Então, em junho de 2020, ela realizou um implante em seu crânio que atinge as partes de seu cérebro que causam sua doença. Os resultados notáveis, publicados na Nature Medicine no início de outubro, aumentam a perspectiva de tratamentos personalizados para pessoas com doenças mentais graves que não respondem à terapia ou medicação.
“Minha depressão foi mantida sob controle e isso me permitiu começar a reconstruir uma vida que vale a pena ser vivida”, disse Sarah em uma coletiva de imprensa. (Seu sobrenome não foi disponibilizado.)
A instalação do dispositivo envolveu várias etapas. Primeiro, a equipe da Universidade da Califórnia, em San Francisco, usou 10 eletrodos para mapear a atividade cerebral de Sarah. Essa fase durou 10 dias, durante os quais a equipe descobriu que altos níveis de atividade em uma parte específica da amígdala de Sarah previam o início de depressão severa. Eles também estabeleceram que uma pequena explosão de eletricidade em outra região do cérebro, chamada corpo estriado ventral, melhorou significativamente esses sintomas. Em seguida, eles implantaram um dispositivo de neuroestimulação e o configuraram para disparar uma pequena descarga elétrica naquela área ao detectar altos níveis de atividade associados a sintomas de depressão.
Sarah (foto acima) não sente essas explosões de eletricidade, o que é bom, já que elas são disparadas até 300 vezes por dia; cada uma dura seis segundos. O dispositivo não emite nenhum choque à noite, pois eles geram sensações de energia e vigilância, o que pode interferir na capacidade de Sarah de dormir.
Antes de o dispositivo ser implantado, Sarah tinha uma pontuação de 36 de 54 na Escala de Avaliação de Depressão de Montgomery-Åsberg, um sistema de pontuação comumente usado para avaliar a gravidade desses sintomas. Depois de duas semanas, sua pontuação caiu para 14. Agora está abaixo de 10.
Sarah diz que a melhora em sua saúde mental foi tão rápida quanto poderosa.
“Eu tive um verdadeiro ‘aha!’ momento. Tive uma sensação de intensa alegria e a depressão se tornou um pesadelo distante”, disse ela. “De forma decisiva, também me fez perceber que a depressão não é uma falha pessoal, mas uma doença tratável”.

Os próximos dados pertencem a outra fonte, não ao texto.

//! Decoders for JSON primitives and containers

use serde_json::{Map as JsonMap, Value};

use crate::decoder::Decoder;
use crate::error::{DecodeError, Result};

/// Decodes a JSON string.
#[derive(Debug, Clone, Copy, Default)]
pub struct StringDecoder;

pub fn string() -> StringDecoder {
    StringDecoder
}

impl Decoder for StringDecoder {
    type Output = String;

    fn decode(&self, input: &Value) -> Result<String> {
        input
            .as_str()
            .map(str::to_owned)
            .ok_or_else(|| DecodeError::leaf("string", input))
    }
}

/// Decodes a JSON boolean.
#[derive(Debug, Clone, Copy, Default)]
pub struct BooleanDecoder;

pub fn boolean() -> BooleanDecoder {
    BooleanDecoder
}

impl Decoder for BooleanDecoder {
    type Output = bool;

    fn decode(&self, input: &Value) -> Result<bool> {
        input
            .as_bool()
            .ok_or_else(|| DecodeError::leaf("boolean", input))
    }
}

/// Decodes any JSON number as `f64`.
#[derive(Debug, Clone, Copy, Default)]
pub struct NumberDecoder;

pub fn number() -> NumberDecoder {
    NumberDecoder
}

impl Decoder for NumberDecoder {
    type Output = f64;

    fn decode(&self, input: &Value) -> Result<f64> {
        input
            .as_f64()
            .ok_or_else(|| DecodeError::leaf("number", input))
    }
}

/// Accepts any value unchanged.
#[derive(Debug, Clone, Copy, Default)]
pub struct UnknownDecoder;

pub fn unknown() -> UnknownDecoder {
    UnknownDecoder
}

impl Decoder for UnknownDecoder {
    type Output = Value;

    fn decode(&self, input: &Value) -> Result<Value> {
        Ok(input.clone())
    }
}

/// Accepts any JSON object, keeping its entries untyped.
#[derive(Debug, Clone, Copy, Default)]
pub struct UnknownRecordDecoder;

pub fn unknown_record() -> UnknownRecordDecoder {
    UnknownRecordDecoder
}

impl Decoder for UnknownRecordDecoder {
    type Output = JsonMap<String, Value>;

    fn decode(&self, input: &Value) -> Result<Self::Output> {
        input
            .as_object()
            .cloned()
            .ok_or_else(|| DecodeError::leaf("object", input))
    }
}

/// Accepts any JSON array, keeping its elements untyped.
#[derive(Debug, Clone, Copy, Default)]
pub struct UnknownArrayDecoder;

pub fn unknown_array() -> UnknownArrayDecoder {
    UnknownArrayDecoder
}

impl Decoder for UnknownArrayDecoder {
    type Output = Vec<Value>;

    fn decode(&self, input: &Value) -> Result<Vec<Value>> {
        input
            .as_array()
            .cloned()
            .ok_or_else(|| DecodeError::leaf("array", input))
    }
}

/// Decodes `null` as `None`, anything else with the inner decoder.
pub struct Nullable<D>(D);

pub fn nullable<D: Decoder>(decoder: D) -> Nullable<D> {
    Nullable(decoder)
}

impl<D: Decoder> Decoder for Nullable<D> {
    type Output = Option<D::Output>;

    fn decode(&self, input: &Value) -> Result<Self::Output> {
        match input {
            Value::Null => Ok(None),
            other => self.0.decode(other).map(Some),
        }
    }
}

/// Decodes every element of an array, reporting all failing indexes.
pub struct Array<D>(D);

pub fn array<D: Decoder>(decoder: D) -> Array<D> {
    Array(decoder)
}

impl<D: Decoder> Decoder for Array<D> {
    type Output = Vec<D::Output>;

    fn decode(&self, input: &Value) -> Result<Self::Output> {
        let elements = input
            .as_array()
            .ok_or_else(|| DecodeError::leaf("array", input))?;

        let mut decoded = Vec::with_capacity(elements.len());
        let mut errors = Vec::new();
        for (index, element) in elements.iter().enumerate() {
            match self.0.decode(element) {
                Ok(value) => decoded.push(value),
                Err(e) => errors.push(e.at_index(index)),
            }
        }

        if errors.is_empty() {
            Ok(decoded)
        } else {
            Err(DecodeError::concat(errors))
        }
    }
}

#[cfg(test)]
mod tests {
    use super::*;
    use serde_json::json;

    #[test]
    fn test_string() {
        assert_eq!(string().decode(&json!("a")).unwrap(), "a");
        assert!(string().decode(&json!(null)).is_err());
    }

    #[test]
    fn test_boolean_and_number() {
        assert!(boolean().decode(&json!(true)).unwrap());
        assert!(boolean().decode(&json!("true")).is_err());
        assert_eq!(number().decode(&json!(1.5)).unwrap(), 1.5);
        assert!(number().decode(&json!("1")).is_err());
    }

    #[test]
    fn test_unknown_record_rejects_arrays() {
        assert!(unknown_record().decode(&json!({"a": 1})).is_ok());
        let err = unknown_record().decode(&json!([1])).unwrap_err();
        assert_eq!(err.to_string(), "<root>: expected object, found [1]");
    }

    #[test]
    fn test_nullable() {
        assert_eq!(nullable(string()).decode(&json!(null)).unwrap(), None);
        assert_eq!(
            nullable(string()).decode(&json!("x")).unwrap(),
            Some("x".to_string())
        );
        assert!(nullable(string()).decode(&json!(1)).is_err());
    }

    #[test]
    fn test_array_reports_every_bad_index() {
        let err = array(unknown_record())
            .decode(&json!([{"a": 1}, 2, {"b": 2}, "x"]))
            .unwrap_err();
        assert_eq!(
            err.lines(),
            vec![
                "[1]: expected object, found 2".to_string(),
                "[3]: expected object, found \"x\"".to_string(),
            ]
        );
    }

    #[test]
    fn test_array_of_unknown() {
        assert_eq!(
            unknown_array().decode(&json!([1, "a"])).unwrap(),
            vec![json!(1), json!("a")]
        );
    }
}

A ideia de descargas de eletricidade terapêuticas no cérebro não é nova: a estimulação cerebral profunda (DBS, em inglês) tem sido usada como tratamento para dezenas de milhares de pacientes com doença de Parkinson e epilepsia. Na verdade, o dispositivo no cérebro de Sarah é aprovado pelo Food and Drug Administration (FDA) para epilepsia (seus médicos tiveram que obter uma licença especial de isenção para o teste). No entanto, tem sido difícil fazer com que funcione para pacientes com depressão, porque esse distúrbio envolve a atividade em diferentes partes do cérebro para diferentes pessoas. Não existe um mapa cerebral único para a depressão, e nunca haverá.

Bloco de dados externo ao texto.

//! Code block configuration
//!
//! A data entry code block names where its records live, where its JSON schema
//! comes from and, optionally, where its UI schema comes from:
//!
//! ```yaml
//! datasource:
//!   file:
//!     path: people.md
//! schema:
//!   inline:
//!     type: object
//!     properties:
//!       name: { type: string }
//! uischema:
//!   file: {}
//! ```
//!
//! Every `file` reference may leave out `path` (the note containing the block)
//! and `frontmatter` (the key from [`Settings`]). The block body is YAML or JSON
//! depending on its language tag.

use data_entry_decoder::{
    configurable, string, structure, sum, unknown_record, Configurable, DecodeError, Decoder,
    Sum,
};
use serde::{Deserialize, Serialize};
use serde_json::{Map as JsonMap, Value};
use tracing::{debug, trace};

use crate::error::ConfigError;
use crate::logging::Pretty;
use crate::settings::Settings;

/// A JSON schema or UI schema document.
pub type SchemaDocument = JsonMap<String, Value>;

/// Suffix shared by every code block language this plugin handles.
pub const LANGUAGE_SUFFIX: &str = "data-entry";

const YAML_EXTENSIONS: [&str; 2] = ["yaml", "yml"];
const JSON_EXTENSIONS: [&str; 3] = ["json", "jsn", "jsonc"];

/// A vault file and a top-level frontmatter key inside it.
#[derive(Debug, Clone, PartialEq, Eq, Serialize, Deserialize)]
pub struct FileRef {
    pub path: String,
    pub frontmatter: String,
}

impl FileRef {
    pub fn new(path: impl Into<String>, frontmatter: impl Into<String>) -> Self {
        Self {
            path: path.into(),
            frontmatter: frontmatter.into(),
        }
    }

    /// Whether the file body itself holds the value, rather than a frontmatter key.
    pub fn is_json_file(&self) -> bool {
        self.path.ends_with(".json")
    }
}

/// Either a literal value or a reference to one stored in a file.
#[derive(Debug, Clone, PartialEq, Serialize)]
#[serde(rename_all = "lowercase")]
pub enum Source<T> {
    Inline(T),
    File(FileRef),
}

impl<T> Source<T> {
    pub fn file(&self) -> Option<&FileRef> {
        match self {
            Source::Inline(_) => None,
            Source::File(file) => Some(file),
        }
    }
}

/// Where a form's records are stored.
#[derive(Debug, Clone, PartialEq, Eq, Serialize)]
#[serde(rename_all = "lowercase")]
pub enum Datasource {
    File(FileRef),
}

impl Datasource {
    pub fn file(&self) -> &FileRef {
        match self {
            Datasource::File(file) => file,
        }
    }
}

/// A decoded code block.
#[derive(Debug, Clone, PartialEq, Serialize)]
pub struct Configuration {
    pub datasource: Datasource,
    pub schema: Source<SchemaDocument>,
    #[serde(skip_serializing_if = "Option::is_none")]
    pub uischema: Option<Source<SchemaDocument>>,
}

/// What each `file` reference falls back to.
#[derive(Debug, Clone, PartialEq, Eq)]
pub struct ConfigurationDefaults {
    pub datasource: FileRef,
    pub schema: FileRef,
    pub uischema: FileRef,
}

impl ConfigurationDefaults {
    /// Defaults for a block inside the note at `source_path`.
    pub fn from_settings(settings: &Settings, source_path: &str) -> Self {
        let path = normalize_path(source_path);
        Self {
            datasource: FileRef::new(&path, &settings.datasource.frontmatter),
            schema: FileRef::new(&path, &settings.schema.frontmatter),
            uischema: FileRef::new(&path, &settings.uischema.frontmatter),
        }
    }
}

/// Strip one leading `.` from a vault path, so `./a/b` and `.a` both become
/// vault-root relative. Nothing else is resolved.
pub fn normalize_path(path: &str) -> String {
    path.strip_prefix("./")
        .or_else(|| path.strip_prefix('.'))
        .unwrap_or(path)
        .to_string()
}

/// Decoder for a partially written [`FileRef`].
pub fn file_ref(defaults: FileRef) -> Configurable<FileRef> {
    configurable(defaults)
        .field("path", string().map(|path| normalize_path(&path)), |file, path| {
            file.path = path
        })
        .field("frontmatter", string(), |file, key| file.frontmatter = key)
}

fn source(defaults: FileRef) -> Sum<Source<SchemaDocument>> {
    sum("inline", unknown_record().map(Source::Inline))
        .or("file", file_ref(defaults).map(Source::File))
}

/// Decoder for a whole code block.
pub struct ConfigurationDecoder {
    datasource: Sum<Datasource>,
    schema: Sum<Source<SchemaDocument>>,
    uischema: Sum<Source<SchemaDocument>>,
}

/// Build the configuration decoder for the given defaults.
pub fn configuration(defaults: ConfigurationDefaults) -> ConfigurationDecoder {
    ConfigurationDecoder {
        datasource: sum("file", file_ref(defaults.datasource).map(Datasource::File)),
        schema: source(defaults.schema),
        uischema: source(defaults.uischema),
    }
}

impl Decoder for ConfigurationDecoder {
    type Output = Configuration;

    fn decode(&self, input: &Value) -> data_entry_decoder::Result<Configuration> {
        let object = structure::object(input)?;

        let datasource = structure::required(object, "datasource", &self.datasource);
        let schema = structure::required(object, "schema", &self.schema);
        let uischema = structure::optional(object, "uischema", &self.uischema);

        match (datasource, schema, uischema) {
            (Ok(datasource), Ok(schema), Ok(uischema)) => Ok(Configuration {
                datasource,
                schema,
                uischema,
            }),
            (datasource, schema, uischema) => Err(DecodeError::concat(
                [datasource.err(), schema.err(), uischema.err()]
                    .into_iter()
                    .flatten(),
            )),
        }
    }
}

/// How a code block body is written.
#[derive(Debug, Clone, Copy, PartialEq, Eq)]
pub enum SourceFormat {
    Yaml,
    Json,
}

impl SourceFormat {
    /// The format for a code block language such as `yml-data-entry`.
    pub fn from_language(language: &str) -> Option<Self> {
        let extension = language
            .strip_suffix(LANGUAGE_SUFFIX)?
            .strip_suffix('-')?;
        if YAML_EXTENSIONS.contains(&extension) {
            Some(SourceFormat::Yaml)
        } else if JSON_EXTENSIONS.contains(&extension) {
            Some(SourceFormat::Json)
        } else {
            None
        }
    }

    pub fn name(&self) -> &'static str {
        match self {
            SourceFormat::Yaml => "YAML",
            SourceFormat::Json => "JSON",
        }
    }
}

/// Every code block language this plugin registers.
pub fn languages() -> Vec<String> {
    YAML_EXTENSIONS
        .iter()
        .chain(JSON_EXTENSIONS.iter())
        .map(|extension| format!("{extension}-{LANGUAGE_SUFFIX}"))
        .collect()
}

/// Parse a code block body into a JSON value.
pub fn parse_source(format: SourceFormat, source: &str) -> Result<Value, ConfigError> {
    let parse_error = |message: String| ConfigError::Parse {
        format: format.name(),
        message,
    };

    match format {
        SourceFormat::Yaml => {
            serde_yaml_ng::from_str(source).map_err(|e| parse_error(e.to_string()))
        }
        SourceFormat::Json => serde_json::from_str(source).map_err(|e| parse_error(e.to_string())),
    }
}

impl Configuration {
    /// Parse and decode the body of a code block tagged `language`.
    pub fn from_code_block(
        language: &str,
        source: &str,
        defaults: ConfigurationDefaults,
    ) -> Result<Self, ConfigError> {
        let format =
            SourceFormat::from_language(language).ok_or_else(|| ConfigError::UnsupportedLanguage {
                language: language.to_string(),
            })?;
        trace!(language, ?format, "parsing code block");

        let value = parse_source(format, source)?;
        let configuration = configuration(defaults).decode(&value)?;
        debug!("configuration: {}", Pretty(&configuration));
        Ok(configuration)
    }
}

#[cfg(test)]
mod tests {
    use super::*;
    use serde_json::json;

    fn defaults() -> ConfigurationDefaults {
        ConfigurationDefaults::from_settings(&Settings::default(), "notes/people.md")
    }

    #[test]
    fn test_normalize_path() {
        assert_eq!(normalize_path("./a/b"), "a/b");
        assert_eq!(normalize_path(".a/b"), "a/b");
        assert_eq!(normalize_path("a/b"), "a/b");
        assert_eq!(normalize_path("../a"), "./a");
        assert_eq!(normalize_path(""), "");
    }

    #[test]
    fn test_file_ref_defaults_and_overrides() {
        let decoder = file_ref(FileRef::new("index.md", "data"));
        assert_eq!(
            decoder.decode(&json!({})).unwrap(),
            FileRef::new("index.md", "data")
        );
        assert_eq!(
            decoder.decode(&json!({ "path": "x" })).unwrap(),
            FileRef::new("x", "data")
        );
        assert_eq!(
            decoder.decode(&json!({ "path": "./a/b" })).unwrap().path,
            "a/b"
        );
    }

    #[test]
    fn test_minimal_configuration() {
        let decoded = configuration(defaults())
            .decode(&json!({
                "datasource": { "file": {} },
                "schema": { "inline": { "type": "object" } }
            }))
            .unwrap();

        assert_eq!(
            decoded.datasource,
            Datasource::File(FileRef::new("notes/people.md", "data"))
        );
        assert_eq!(
            decoded.schema,
            Source::Inline(json!({ "type": "object" }).as_object().cloned().unwrap())
        );
        assert_eq!(decoded.uischema, None);
    }

    #[test]
    fn test_each_field_gets_its_own_key_default() {
        let decoded = configuration(defaults())
            .decode(&json!({
                "datasource": { "file": { "path": "data.md" } },
                "schema": { "file": null },
                "uischema": { "file": {} }
            }))
            .unwrap();

        assert_eq!(decoded.datasource.file(), &FileRef::new("data.md", "data"));
        assert_eq!(
            decoded.schema.file(),
            Some(&FileRef::new("notes/people.md", "schema"))
        );
        assert_eq!(
            decoded.uischema.as_ref().and_then(Source::file),
            Some(&FileRef::new("notes/people.md", "uischema"))
        );
    }

    #[test]
    fn test_errors_are_path_qualified_and_accumulated() {
        let err = configuration(defaults())
            .decode(&json!({
                "datasource": { "folder": "people" },
                "schema": { "file": { "path": 3 } },
                "uischema": { "inline": {}, "file": {} }
            }))
            .unwrap_err();

        let lines = err.lines();
        assert_eq!(lines.len(), 3);
        assert!(lines[0].starts_with("datasource:"), "{lines:?}");
        assert!(lines[1].starts_with("schema.file.path:"), "{lines:?}");
        assert!(lines[2].starts_with("uischema:"), "{lines:?}");
    }

    #[test]
    fn test_missing_required_fields() {
        let err = configuration(defaults()).decode(&json!({})).unwrap_err();
        assert_eq!(err.failures().len(), 2);
    }

    #[test]
    fn test_serializes_externally_tagged() {
        let decoded = configuration(defaults())
            .decode(&json!({
                "datasource": { "file": {} },
                "schema": { "inline": {} }
            }))
            .unwrap();

        assert_eq!(
            serde_json::to_value(&decoded).unwrap(),
            json!({
                "datasource": { "file": { "path": "notes/people.md", "frontmatter": "data" } },
                "schema": { "inline": {} }
            })
        );
    }

    #[test]
    fn test_languages() {
        assert_eq!(
            languages(),
            vec![
                "yaml-data-entry",
                "yml-data-entry",
                "json-data-entry",
                "jsn-data-entry",
                "jsonc-data-entry"
            ]
        );
        assert_eq!(SourceFormat::from_language("yml-data-entry"), Some(SourceFormat::Yaml));
        assert_eq!(SourceFormat::from_language("jsonc-data-entry"), Some(SourceFormat::Json));
        assert_eq!(SourceFormat::from_language("toml-data-entry"), None);
        assert_eq!(SourceFormat::from_language("yaml"), None);
    }

    #[test]
    fn test_from_code_block_yaml() {
        let source = "datasource:\n  file:\n    path: ./people.md\nschema:\n  file: {}\n";
        let configuration =
            Configuration::from_code_block("yaml-data-entry", source, defaults()).unwrap();
        assert_eq!(configuration.datasource.file().path, "people.md");
    }

    #[test]
    fn test_from_code_block_errors() {
        assert!(matches!(
            Configuration::from_code_block("json-data-entry", "{", defaults()),
            Err(ConfigError::Parse { format: "JSON", .. })
        ));
        assert!(matches!(
            Configuration::from_code_block("json-data-entry", "{}", defaults()),
            Err(ConfigError::Decode(_))
        ));
        assert!(matches!(
            Configuration::from_code_block("md-data-entry", "", defaults()),
            Err(ConfigError::UnsupportedLanguage { .. })
        ));
    }
}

É por isso que a ideia de tratamento personalizado é tão tentadora. Este ensaio é apenas um estudo de um único paciente, mas é promissor mesmo assim.
“A grande questão é se você pode adaptar e dimensionar essa abordagem. Para isso, você precisa de mais dados de mais pacientes”, diz Helen S. Mayberg, neurologista que passou décadas estudando o potencial do DBS no tratamento da depressão.
A equipe de pesquisa já inscreveu mais dois pacientes e espera recrutar outros nove. Eles ainda estão muito longe de buscar a aprovação do FDA para sua técnica. É um procedimento invasivo e caro que requer semanas de ajustes e um dia inteiro de cirurgia, por isso só é realmente adequado para aqueles em que outros tratamentos falharam.
A grande esperança é que um dia a necessidade de cirurgia seja eliminada graças às novas tecnologias que permitem a estimulação cerebral profunda sem eletrodos implantados, segundo o neurocirurgião Edward Chang, um dos co-autores do artigo. Os dispositivos existentes não são tão precisos quanto um implante no crânio, mas podem eventualmente se tornar mais precisos.
Roi Cohen Kadosh, um neurocientista cognitivo da Universidade de Surrey, no Reino Unido, está trabalhando exatamente nesse desafio e prevê que no futuro será possível obter os benefícios do implante de Sarah a partir de um dispositivo localizado fora do crânio.
“É nessa direção que o futuro aponta”, diz ele.